> [Your task]:
Return, from the listing below, every line that includes "sync".

> [Data extract]:
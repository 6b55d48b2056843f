//! File syscall handlers: open, read, write, close, dup2, lseek,
//! chdir, __getcwd, and standard-stream setup.

extern crate alloc;

use alloc::string::String;
use alloc::sync::Arc;
use alloc::vec;

use ferrite_core::addr::VirtAddr;
use ferrite_core::id::Fd;
use ferrite_core::syscall::Errno;
use ferrite_mm::CoremapCell;

use crate::fs::vfs::Cwd;
use crate::fs::{Console, FileHandle, OpenFlags, Vfs};
use crate::param::PATH_MAX;
use crate::proc::Process;
use crate::usercopy::{check_user_range, copy_in, copy_in_str, copy_out};

/// Copies a path string in from user space.
fn path_from_user(
    proc: &Process,
    coremap: &CoremapCell,
    path_ptr: VirtAddr,
) -> Result<String, Errno> {
    let dm = coremap.with(|cm| cm.dirmap());
    let aspace = proc.addr_space.lock();
    let aspace = aspace.as_ref().ok_or(Errno::Fault)?;
    let bytes = copy_in_str(aspace, &dm, path_ptr, PATH_MAX)?;
    String::from_utf8(bytes).map_err(|_| Errno::Inval)
}

/// `open(path, flags) -> fd`
pub fn sys_open(
    proc: &Process,
    vfs: &Vfs,
    coremap: &CoremapCell,
    path_ptr: VirtAddr,
    flags_raw: u32,
) -> Result<Fd, Errno> {
    let flags = OpenFlags::from_posix(flags_raw)?;
    let path = path_from_user(proc, coremap, path_ptr)?;
    let vnode = vfs.resolve(&path)?;
    let handle = FileHandle::new(vnode, flags);
    proc.files.lock().insert(handle)
}

/// `read(fd, buf, n) -> bytes`
pub fn sys_read(
    proc: &Process,
    coremap: &CoremapCell,
    fd: Fd,
    buf_ptr: VirtAddr,
    len: usize,
) -> Result<usize, Errno> {
    check_user_range(buf_ptr, len)?;
    let handle = proc.files.lock().get(fd)?;

    let mut kbuf = vec![0u8; len];
    let n = handle.read(&mut kbuf)?;

    let mut aspace = proc.addr_space.lock();
    let aspace = aspace.as_mut().ok_or(Errno::Fault)?;
    coremap.with(|cm| copy_out(aspace, cm, buf_ptr, &kbuf[..n]))?;
    Ok(n)
}

/// `write(fd, buf, n) -> bytes`
pub fn sys_write(
    proc: &Process,
    coremap: &CoremapCell,
    fd: Fd,
    buf_ptr: VirtAddr,
    len: usize,
) -> Result<usize, Errno> {
    check_user_range(buf_ptr, len)?;
    let handle = proc.files.lock().get(fd)?;

    let mut kbuf = vec![0u8; len];
    {
        let dm = coremap.with(|cm| cm.dirmap());
        let aspace = proc.addr_space.lock();
        let aspace = aspace.as_ref().ok_or(Errno::Fault)?;
        copy_in(aspace, &dm, buf_ptr, &mut kbuf)?;
    }
    handle.write(&kbuf)
}

/// `close(fd)`
pub fn sys_close(proc: &Process, fd: Fd) -> Result<(), Errno> {
    proc.files.lock().remove(fd).map(|_| ())
}

/// `dup2(old, new) -> new`
pub fn sys_dup2(proc: &Process, old: Fd, new: Fd) -> Result<Fd, Errno> {
    proc.files.lock().dup2(old, new)
}

/// `lseek(fd, off, whence) -> newpos`
pub fn sys_lseek(proc: &Process, fd: Fd, pos: i64, whence: i32) -> Result<u64, Errno> {
    let handle = proc.files.lock().get(fd)?;
    handle.seek(pos, whence)
}

/// `chdir(path)`
pub fn sys_chdir(
    proc: &Process,
    vfs: &Vfs,
    coremap: &CoremapCell,
    path_ptr: VirtAddr,
) -> Result<(), Errno> {
    let path = path_from_user(proc, coremap, path_ptr)?;
    let vnode = vfs.resolve_dir(&path)?;
    *proc.cwd.lock() = Cwd { path, vnode };
    Ok(())
}

/// `__getcwd(buf, n) -> bytes`
///
/// Copies as much of the current directory path as fits; not
/// NUL-terminated, like the underlying syscall.
pub fn sys_getcwd(
    proc: &Process,
    coremap: &CoremapCell,
    buf_ptr: VirtAddr,
    len: usize,
) -> Result<usize, Errno> {
    if len == 0 {
        return Err(Errno::Inval);
    }
    check_user_range(buf_ptr, len)?;

    let path = proc.cwd.lock().path.clone();
    let bytes = path.as_bytes();
    let n = bytes.len().min(len);

    let mut aspace = proc.addr_space.lock();
    let aspace = aspace.as_mut().ok_or(Errno::Fault)?;
    coremap.with(|cm| copy_out(aspace, cm, buf_ptr, &bytes[..n]))?;
    Ok(n)
}

/// Wires file descriptors 0/1/2 to the console device.
pub fn std_io_init(proc: &Process, console: &Arc<Console>) -> Result<(), Errno> {
    let stdin: Arc<dyn crate::fs::Vnode> = console.clone();
    let mut files = proc.files.lock();
    files.insert_at(Fd::STDIN, FileHandle::new(stdin.clone(), OpenFlags::READ))?;
    files.insert_at(Fd::STDOUT, FileHandle::new(stdin.clone(), OpenFlags::WRITE))?;
    files.insert_at(Fd::STDERR, FileHandle::new(stdin, OpenFlags::WRITE))?;
    Ok(())
}
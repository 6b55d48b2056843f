//! Software-managed TLB model.
//!
//! Entries are `{hi, lo}` pairs: `hi` holds the virtual page number,
//! `lo` the physical page number plus [`EntryLo`] permission bits.
//! Replacement is random — the hardware picks the victim — and the
//! whole array is invalidated on address-space activation. Writes must
//! happen with interrupts masked; the global instance lives behind an
//! [`IrqSpinLock`] to enforce that.
//!
//! TLB shootdown is a multiprocessor affair; this is a uniprocessor
//! kernel and any shootdown request is fatal.

use bitflags::bitflags;
use ferrite_core::addr::PAGE_MASK;
use ferrite_core::sync::IrqSpinLock;

/// Number of TLB entries.
pub const TLB_ENTRIES: usize = 64;

bitflags! {
    /// Permission bits carried in a TLB entry's `lo` half.
    #[derive(Debug, Clone, Copy, PartialEq, Eq)]
    pub struct EntryLo: u32 {
        /// Entry may be written through.
        const DIRTY = 1 << 10;
        /// Entry participates in translation.
        const VALID = 1 << 9;
    }
}

/// One translation entry.
#[derive(Debug, Clone, Copy, PartialEq, Eq)]
pub struct TlbEntry {
    /// Virtual page number half.
    pub hi: u32,
    /// Physical page number plus [`EntryLo`] bits.
    pub lo: u32,
}

/// Returns the per-slot invalid `hi` value.
///
/// Each slot gets a distinct kernel-segment address so invalid entries
/// can never alias each other or a user virtual page.
const fn invalid_hi(slot: usize) -> u32 {
    0x8000_0000 | ((slot as u32) << 12)
}

/// The translation lookaside buffer.
pub struct Tlb {
    entries: [TlbEntry; TLB_ENTRIES],
    /// State of the pseudo-random victim generator.
    lfsr: u32,
}

impl Tlb {
    /// Creates a TLB with every entry invalid.
    pub const fn new() -> Self {
        let mut entries = [TlbEntry { hi: 0, lo: 0 }; TLB_ENTRIES];
        let mut i = 0;
        while i < TLB_ENTRIES {
            entries[i] = TlbEntry {
                hi: invalid_hi(i),
                lo: 0,
            };
            i += 1;
        }
        Self {
            entries,
            lfsr: 0xace1,
        }
    }

    /// Writes an entry into a hardware-chosen (pseudo-random) slot.
    ///
    /// `hi` must be page-aligned.
    pub fn write_random(&mut self, hi: u32, lo: u32) {
        assert_eq!(
            u64::from(hi) & PAGE_MASK,
            0,
            "TLB hi must be a page address"
        );
        let slot = self.next_victim();
        self.entries[slot] = TlbEntry { hi, lo };
    }

    /// Invalidates every entry. Called on address-space activation.
    pub fn flush_all(&mut self) {
        for (i, entry) in self.entries.iter_mut().enumerate() {
            *entry = TlbEntry {
                hi: invalid_hi(i),
                lo: 0,
            };
        }
    }

    /// Looks up the slot holding a valid translation for `hi`.
    pub fn probe(&self, hi: u32) -> Option<usize> {
        self.entries
            .iter()
            .position(|e| e.hi == hi && EntryLo::from_bits_truncate(e.lo).contains(EntryLo::VALID))
    }

    /// Reads the entry in `slot`.
    pub fn read(&self, slot: usize) -> TlbEntry {
        self.entries[slot]
    }

    /// Galois LFSR step; the low bits choose the victim slot.
    fn next_victim(&mut self) -> usize {
        let mut x = self.lfsr;
        x ^= x << 13;
        x ^= x >> 17;
        x ^= x << 5;
        self.lfsr = x;
        (x as usize) % TLB_ENTRIES
    }
}

impl Default for Tlb {
    fn default() -> Self {
        Self::new()
    }
}

/// Handles a TLB shootdown request for one mapping.
///
/// Never returns: there is exactly one CPU, so nobody should be asking.
pub fn shootdown() -> ! {
    panic!("tlb shootdown requested on a uniprocessor kernel");
}

/// Handles a request to shoot down the whole TLB. Fatal, as above.
pub fn shootdown_all() -> ! {
    panic!("tlb shootdown requested on a uniprocessor kernel");
}

/// Creates the CPU's TLB behind its interrupt-masking lock.
///
/// Taking the lock masks interrupts, which is what makes entry writes
/// atomic with respect to traps.
pub fn locked_tlb() -> IrqSpinLock<Tlb> {
    IrqSpinLock::named("tlb", Tlb::new())
}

> [Answer to this exercise]:
use alloc::sync::Arc;
use ferrite_core::sync::IrqSpinLock;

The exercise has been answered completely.